Each record must be printed again exactly as given.
* * * * * * *
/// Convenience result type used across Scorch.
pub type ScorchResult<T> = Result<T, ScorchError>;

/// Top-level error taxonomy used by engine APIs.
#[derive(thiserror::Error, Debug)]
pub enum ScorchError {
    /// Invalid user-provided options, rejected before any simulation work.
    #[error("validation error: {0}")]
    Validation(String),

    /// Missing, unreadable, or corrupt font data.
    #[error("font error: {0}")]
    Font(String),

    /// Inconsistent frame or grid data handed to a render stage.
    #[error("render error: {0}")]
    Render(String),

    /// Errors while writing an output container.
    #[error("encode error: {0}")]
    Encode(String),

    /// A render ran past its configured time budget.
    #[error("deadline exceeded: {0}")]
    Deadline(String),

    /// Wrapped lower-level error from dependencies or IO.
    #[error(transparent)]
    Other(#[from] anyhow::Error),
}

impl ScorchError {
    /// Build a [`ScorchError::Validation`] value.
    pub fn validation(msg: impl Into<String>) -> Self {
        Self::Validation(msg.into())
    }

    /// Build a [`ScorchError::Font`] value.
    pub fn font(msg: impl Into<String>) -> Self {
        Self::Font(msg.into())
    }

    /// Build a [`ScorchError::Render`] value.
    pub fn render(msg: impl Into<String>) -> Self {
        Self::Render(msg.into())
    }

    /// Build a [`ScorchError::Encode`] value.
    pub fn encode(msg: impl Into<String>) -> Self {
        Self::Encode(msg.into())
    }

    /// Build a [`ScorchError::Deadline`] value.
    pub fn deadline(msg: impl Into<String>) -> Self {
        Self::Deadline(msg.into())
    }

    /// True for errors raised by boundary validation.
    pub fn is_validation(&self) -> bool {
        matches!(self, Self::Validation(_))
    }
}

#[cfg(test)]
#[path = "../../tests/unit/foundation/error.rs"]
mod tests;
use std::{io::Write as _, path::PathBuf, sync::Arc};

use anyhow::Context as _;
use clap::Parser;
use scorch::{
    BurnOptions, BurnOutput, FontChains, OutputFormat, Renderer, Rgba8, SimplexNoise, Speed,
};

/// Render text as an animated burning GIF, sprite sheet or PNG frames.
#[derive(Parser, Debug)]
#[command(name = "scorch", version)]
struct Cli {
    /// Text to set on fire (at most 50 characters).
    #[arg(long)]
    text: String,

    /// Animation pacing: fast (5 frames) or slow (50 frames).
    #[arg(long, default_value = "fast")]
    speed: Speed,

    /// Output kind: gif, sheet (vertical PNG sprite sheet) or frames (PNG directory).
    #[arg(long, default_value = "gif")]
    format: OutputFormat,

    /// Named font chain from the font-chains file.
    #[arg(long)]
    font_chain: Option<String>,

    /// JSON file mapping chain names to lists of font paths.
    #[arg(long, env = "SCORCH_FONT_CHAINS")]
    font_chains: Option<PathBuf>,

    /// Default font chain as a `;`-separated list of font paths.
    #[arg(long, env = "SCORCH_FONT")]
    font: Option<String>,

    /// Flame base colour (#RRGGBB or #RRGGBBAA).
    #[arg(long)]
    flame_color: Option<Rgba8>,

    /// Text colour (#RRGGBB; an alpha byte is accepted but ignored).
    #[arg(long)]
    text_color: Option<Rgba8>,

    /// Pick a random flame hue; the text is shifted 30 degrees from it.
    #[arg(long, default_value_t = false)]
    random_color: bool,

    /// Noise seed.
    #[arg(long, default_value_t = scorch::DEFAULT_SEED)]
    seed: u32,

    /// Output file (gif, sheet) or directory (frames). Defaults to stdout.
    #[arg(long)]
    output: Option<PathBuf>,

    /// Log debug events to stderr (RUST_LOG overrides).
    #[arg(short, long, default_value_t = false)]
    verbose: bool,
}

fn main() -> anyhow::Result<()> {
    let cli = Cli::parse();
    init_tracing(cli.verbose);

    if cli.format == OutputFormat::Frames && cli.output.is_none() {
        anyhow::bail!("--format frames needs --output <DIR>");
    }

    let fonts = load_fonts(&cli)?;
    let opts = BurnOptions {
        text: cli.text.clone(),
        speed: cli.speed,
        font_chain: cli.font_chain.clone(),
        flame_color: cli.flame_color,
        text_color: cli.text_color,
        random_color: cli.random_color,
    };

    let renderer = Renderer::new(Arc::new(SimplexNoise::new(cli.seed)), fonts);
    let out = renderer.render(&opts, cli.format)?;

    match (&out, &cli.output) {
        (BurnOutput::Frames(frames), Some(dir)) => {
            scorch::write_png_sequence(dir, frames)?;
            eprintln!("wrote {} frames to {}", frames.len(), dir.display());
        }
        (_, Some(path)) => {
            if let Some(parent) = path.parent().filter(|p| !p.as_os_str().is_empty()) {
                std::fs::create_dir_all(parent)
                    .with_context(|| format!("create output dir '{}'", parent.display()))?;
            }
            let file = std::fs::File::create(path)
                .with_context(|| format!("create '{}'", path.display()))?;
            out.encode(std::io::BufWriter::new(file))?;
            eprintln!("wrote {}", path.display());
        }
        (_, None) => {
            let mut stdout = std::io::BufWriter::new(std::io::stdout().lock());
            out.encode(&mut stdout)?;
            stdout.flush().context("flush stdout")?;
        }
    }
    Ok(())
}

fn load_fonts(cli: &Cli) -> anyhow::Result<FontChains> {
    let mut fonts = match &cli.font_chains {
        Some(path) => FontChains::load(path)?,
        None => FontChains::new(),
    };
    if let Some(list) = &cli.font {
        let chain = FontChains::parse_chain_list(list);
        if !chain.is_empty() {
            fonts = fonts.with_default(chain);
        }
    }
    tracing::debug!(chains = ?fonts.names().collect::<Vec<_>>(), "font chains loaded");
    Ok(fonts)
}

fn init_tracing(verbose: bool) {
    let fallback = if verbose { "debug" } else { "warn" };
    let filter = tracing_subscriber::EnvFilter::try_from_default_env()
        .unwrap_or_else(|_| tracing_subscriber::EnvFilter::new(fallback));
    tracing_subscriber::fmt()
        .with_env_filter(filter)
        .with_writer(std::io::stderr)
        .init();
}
* * * * * * *
■ THE COMPLETED TASK
/// Convenience result type used across Scorch.
pub type ScorchResult<T> = Result<T, ScorchError>;

/// Top-level error taxonomy used by engine APIs.
#[derive(thiserror::Error, Debug)]
pub enum ScorchError {
    /// Invalid user-provided options, rejected before any simulation work.
    #[error("validation error: {0}")]
    Validation(String),

    /// Missing, unreadable, or corrupt font data.
    #[error("font error: {0}")]
    Font(String),

    /// Inconsistent frame or grid data handed to a render stage.
    #[error("render error: {0}")]
    Render(String),

    /// Errors while writing an output container.
    #[error("encode error: {0}")]
    Encode(String),

    /// A render ran past its configured time budget.
    #[error("deadline exceeded: {0}")]
    Deadline(String),

    /// Wrapped lower-level error from dependencies or IO.
    #[error(transparent)]
    Other(#[from] anyhow::Error),
}

impl ScorchError {
    /// Build a [`ScorchError::Validation`] value.
    pub fn validation(msg: impl Into<String>) -> Self {
        Self::Validation(msg.into())
    }

    /// Build a [`ScorchError::Font`] value.
    pub fn font(msg: impl Into<String>) -> Self {
        Self::Font(msg.into())
    }

    /// Build a [`ScorchError::Render`] value.
    pub fn render(msg: impl Into<String>) -> Self {
        Self::Render(msg.into())
    }

    /// Build a [`ScorchError::Encode`] value.
    pub fn encode(msg: impl Into<String>) -> Self {
        Self::Encode(msg.into())
    }

    /// Build a [`ScorchError::Deadline`] value.
    pub fn deadline(msg: impl Into<String>) -> Self {
        Self::Deadline(msg.into())
    }

    /// True for errors raised by boundary validation.
    pub fn is_validation(&self) -> bool {
        matches!(self, Self::Validation(_))
    }
}

#[cfg(test)]
#[path = "../../tests/unit/foundation/error.rs"]
mod tests;
use std::{io::Write as _, path::PathBuf, sync::Arc};

use anyhow::Context as _;
use clap::Parser;
use scorch::{
    BurnOptions, BurnOutput, FontChains, OutputFormat, Renderer, Rgba8, SimplexNoise, Speed,
};

/// Render text as an animated burning GIF, sprite sheet or PNG frames.
#[derive(Parser, Debug)]
#[command(name = "scorch", version)]
struct Cli {
    /// Text to set on fire (at most 50 characters).
    #[arg(long)]
    text: String,

    /// Animation pacing: fast (5 frames) or slow (50 frames).
    #[arg(long, default_value = "fast")]
    speed: Speed,

    /// Output kind: gif, sheet (vertical PNG sprite sheet) or frames (PNG directory).
    #[arg(long, default_value = "gif")]
    format: OutputFormat,

    /// Named font chain from the font-chains file.
    #[arg(long)]
    font_chain: Option<String>,

    /// JSON file mapping chain names to lists of font paths.
    #[arg(long, env = "SCORCH_FONT_CHAINS")]
    font_chains: Option<PathBuf>,

    /// Default font chain as a `;`-separated list of font paths.
    #[arg(long, env = "SCORCH_FONT")]
    font: Option<String>,

    /// Flame base colour (#RRGGBB or #RRGGBBAA).
    #[arg(long)]
    flame_color: Option<Rgba8>,

    /// Text colour (#RRGGBB; an alpha byte is accepted but ignored).
    #[arg(long)]
    text_color: Option<Rgba8>,

    /// Pick a random flame hue; the text is shifted 30 degrees from it.
    #[arg(long, default_value_t = false)]
    random_color: bool,

    /// Noise seed.
    #[arg(long, default_value_t = scorch::DEFAULT_SEED)]
    seed: u32,

    /// Output file (gif, sheet) or directory (frames). Defaults to stdout.
    #[arg(long)]
    output: Option<PathBuf>,

    /// Log debug events to stderr (RUST_LOG overrides).
    #[arg(short, long, default_value_t = false)]
    verbose: bool,
}

fn main() -> anyhow::Result<()> {
    let cli = Cli::parse();
    init_tracing(cli.verbose);

    if cli.format == OutputFormat::Frames && cli.output.is_none() {
        anyhow::bail!("--format frames needs --output <DIR>");
    }

    let fonts = load_fonts(&cli)?;
    let opts = BurnOptions {
        text: cli.text.clone(),
        speed: cli.speed,
        font_chain: cli.font_chain.clone(),
        flame_color: cli.flame_color,
        text_color: cli.text_color,
        random_color: cli.random_color,
    };

    let renderer = Renderer::new(Arc::new(SimplexNoise::new(cli.seed)), fonts);
    let out = renderer.render(&opts, cli.format)?;

    match (&out, &cli.output) {
        (BurnOutput::Frames(frames), Some(dir)) => {
            scorch::write_png_sequence(dir, frames)?;
            eprintln!("wrote {} frames to {}", frames.len(), dir.display());
        }
        (_, Some(path)) => {
            if let Some(parent) = path.parent().filter(|p| !p.as_os_str().is_empty()) {
                std::fs::create_dir_all(parent)
                    .with_context(|| format!("create output dir '{}'", parent.display()))?;
            }
            let file = std::fs::File::create(path)
                .with_context(|| format!("create '{}'", path.display()))?;
            out.encode(std::io::BufWriter::new(file))?;
            eprintln!("wrote {}", path.display());
        }
        (_, None) => {
            let mut stdout = std::io::BufWriter::new(std::io::stdout().lock());
            out.encode(&mut stdout)?;
            stdout.flush().context("flush stdout")?;
        }
    }
    Ok(())
}

fn load_fonts(cli: &Cli) -> anyhow::Result<FontChains> {
    let mut fonts = match &cli.font_chains {
        Some(path) => FontChains::load(path)?,
        None => FontChains::new(),
    };
    if let Some(list) = &cli.font {
        let chain = FontChains::parse_chain_list(list);
        if !chain.is_empty() {
            fonts = fonts.with_default(chain);
        }
    }
    tracing::debug!(chains = ?fonts.names().collect::<Vec<_>>(), "font chains loaded");
    Ok(fonts)
}

fn init_tracing(verbose: bool) {
    let fallback = if verbose { "debug" } else { "warn" };
    let filter = tracing_subscriber::EnvFilter::try_from_default_env()
        .unwrap_or_else(|_| tracing_subscriber::EnvFilter::new(fallback));
    tracing_subscriber::fmt()
        .with_env_filter(filter)
        .with_writer(std::io::stderr)
        .init();
}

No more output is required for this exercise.